Der erste Anblick von Uluru, wie es aus der flachen Spinifex-Ebene auftaucht, ist fesselnd — nicht weil es nur ein großer Felsen ist, sondern weil es das einzige ist, was sich von einem perfekt ebenen Horizont erhebt, eine Insel aus uraltem Stein in einem Meer aus rostrotem Erdreich, und es verlangt, dass das Auge es schon von Kilometern Entfernung findet.

Wenn die Sonne wandert, führt der Felsen seine berühmteste Vorstellung auf: Bei Morgengrauen und wieder bei Abendrot flammt die graubraune Oberfläche orange auf, vertieft sich dann zu karminrot und verblasst dann durch Violett, während sich das Licht zurückzieht — eine Zeitlupen-Lichtshow, die jeden Besucher seit der Ankunft des ersten Touristen in den 1930er Jahren fesselt.

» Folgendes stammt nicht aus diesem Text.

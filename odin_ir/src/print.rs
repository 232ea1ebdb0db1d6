use std::fmt::{self, Write as _};

use crate::{BlockId, Instr, InstrKind, Module, ProcId, Value, ValueId};

impl Module {
    fn block_label(&self, block: BlockId) -> String {
        let b = self.block(block);
        format!("{}.{}", b.label, b.index)
    }

    fn operand(&self, value: ValueId) -> String {
        match self.value(value) {
            Value::Constant { value, ty } => format!("{} {}", self.types.type_to_string(*ty), value),
            Value::ConstantSlice { backing, count, .. } => format!("slice({}, {})", self.operand(*backing), count),
            Value::Nil(_) => "nil".to_owned(),
            Value::TypeName { name, .. } => name.clone(),
            Value::Global(global) => format!("@{}", global.name),
            Value::Param { name, .. } => format!("%{}", name),
            Value::Proc(proc) => format!("@{}", self.procedure(*proc).name),
            Value::Block(block) => self.block_label(*block),
            Value::Instr(_) => value.to_string(),
        }
    }

    fn operands(&self, values: &[ValueId]) -> String {
        values
            .iter()
            .map(|&v| self.operand(v))
            .collect::<Vec<_>>()
            .join(", ")
    }

    fn write_instr(&self, out: &mut String, id: ValueId, instr: &Instr) -> fmt::Result {
        let ty = |t| self.types.type_to_string(t);

        let body = match &instr.kind {
            InstrKind::Comment(text) => return writeln!(out, "    ; {}", text),
            InstrKind::Local { ty: local_ty, .. } => format!("local {}", ty(*local_ty)),
            InstrKind::StructElementPtr { address, index } | InstrKind::StructExtractValue { value: address, index } => {
                format!("{} {}, {}", instr.kind.name(), self.operand(*address), index)
            },
            InstrKind::Conv { kind, value, from, to } => {
                format!("conv {} {}, {} -> {}", kind, self.operand(*value), ty(*from), ty(*to))
            },
            InstrKind::Jump { block } => format!("jump {}", self.block_label(*block)),
            InstrKind::If {
                cond,
                then_block,
                else_block,
            } => format!(
                "if {}, {}, {}",
                self.operand(*cond),
                self.block_label(*then_block),
                self.block_label(*else_block)
            ),
            InstrKind::Phi { edges } => format!("phi [{}]", self.operands(edges)),
            InstrKind::UnaryOp { op, expr } => format!("unary_op {} {}", op, self.operand(*expr)),
            InstrKind::BinaryOp { op, left, right } => {
                format!("binary_op {} {}, {}", op, self.operand(*left), self.operand(*right))
            },
            InstrKind::Call { callee, args } => format!("call {}({})", self.operand(*callee), self.operands(args)),
            InstrKind::VectorShuffle { vector, indices } => {
                format!("vector_shuffle {}, {:?}", self.operand(*vector), indices)
            },
            InstrKind::BoundsCheck { pos, .. } | InstrKind::SliceBoundsCheck { pos, .. } => format!(
                "{} {}({}:{}) {}",
                instr.kind.name(),
                pos.file,
                pos.line,
                pos.column,
                self.operands(&instr.kind.operands())
            ),
            other => {
                let operands = other.operands();
                if operands.is_empty() {
                    other.name().to_owned()
                } else {
                    format!("{} {}", other.name(), self.operands(&operands))
                }
            },
        };

        if instr.kind.is_void() || instr.ty == self.types.empty_tuple() {
            writeln!(out, "    {}", body)
        } else {
            writeln!(out, "    {} = {} : {}", id, body, ty(instr.ty))
        }
    }

    fn write_procedure(&self, out: &mut String, id: ProcId) -> fmt::Result {
        let proc = self.procedure(id);
        let ty = self.types.type_to_string(proc.ty);

        if proc.blocks.is_empty() {
            return writeln!(out, "proc @{} : {} #foreign", proc.name, ty);
        }

        writeln!(out, "proc @{} : {} {{", proc.name, ty)?;
        for &block in &proc.blocks {
            writeln!(out, "{}:", self.block_label(block))?;
            for &v in &self.block(block).instrs {
                if let Some(instr) = self.instr(v) {
                    self.write_instr(out, v, instr)?;
                }
            }
        }
        writeln!(out, "}}")
    }
}

/// A stable textual dump: globals and type names first, then every
/// procedure in creation order.
impl fmt::Display for Module {
    fn fmt(&self, f: &mut fmt::Formatter<'_>) -> fmt::Result {
        let mut out = String::new();

        for &member in self.members.values() {
            match self.value(member) {
                Value::Global(global) => {
                    write!(out, "global @{} : {}", global.name, self.types.type_to_string(global.ty))?;
                    if let Some(init) = global.value {
                        write!(out, " = {}", self.operand(init))?;
                    }
                    out.push('\n');
                },
                Value::TypeName { ty, name } => {
                    let base = self.types.base_type(*ty);
                    writeln!(out, "type {} = {}", name, self.types.type_to_string(base))?;
                },
                _ => {},
            }
        }

        for (id, _) in self.procedures() {
            out.push('\n');
            self.write_procedure(&mut out, id)?;
        }

        f.write_str(&out)
    }
}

Der 9,4 Kilometer lange Basisweg — im Uhrzeigersinn, wie Aṉangu-Führer traditionell angezeigt haben — enthüllt Texturen und Merkmale, die aus der Ferne unsichtbar sind: flache Höhlen mit alten Hand-Schablonenmalereien, eine ausgetrocknete Quelle in einer Felsfalte verborgen, und das unmissverständliche Gefühl, dass jede Oberfläche seit Jahrtausenden benannt, genutzt und verstanden wurde.

Die kulturellen und spirituellen Verbindungen sind für das Volk der Aṉangu tief und persönlich, kein Touristenspektakel — und für jeden Besucher, der zuzuhören bereit ist, ist diese Verbindung auch greifbar und demütig machend.

Es ist einer der großen natürlichen Monolithen der Welt — 348 Meter hoch, mit dem größten Teil seiner Masse unter dem roten Wüstenboden, und einem Umfang von 9,4 Kilometern, der zwei bis drei Stunden Gehzeit in moderatem Tempo erfordert.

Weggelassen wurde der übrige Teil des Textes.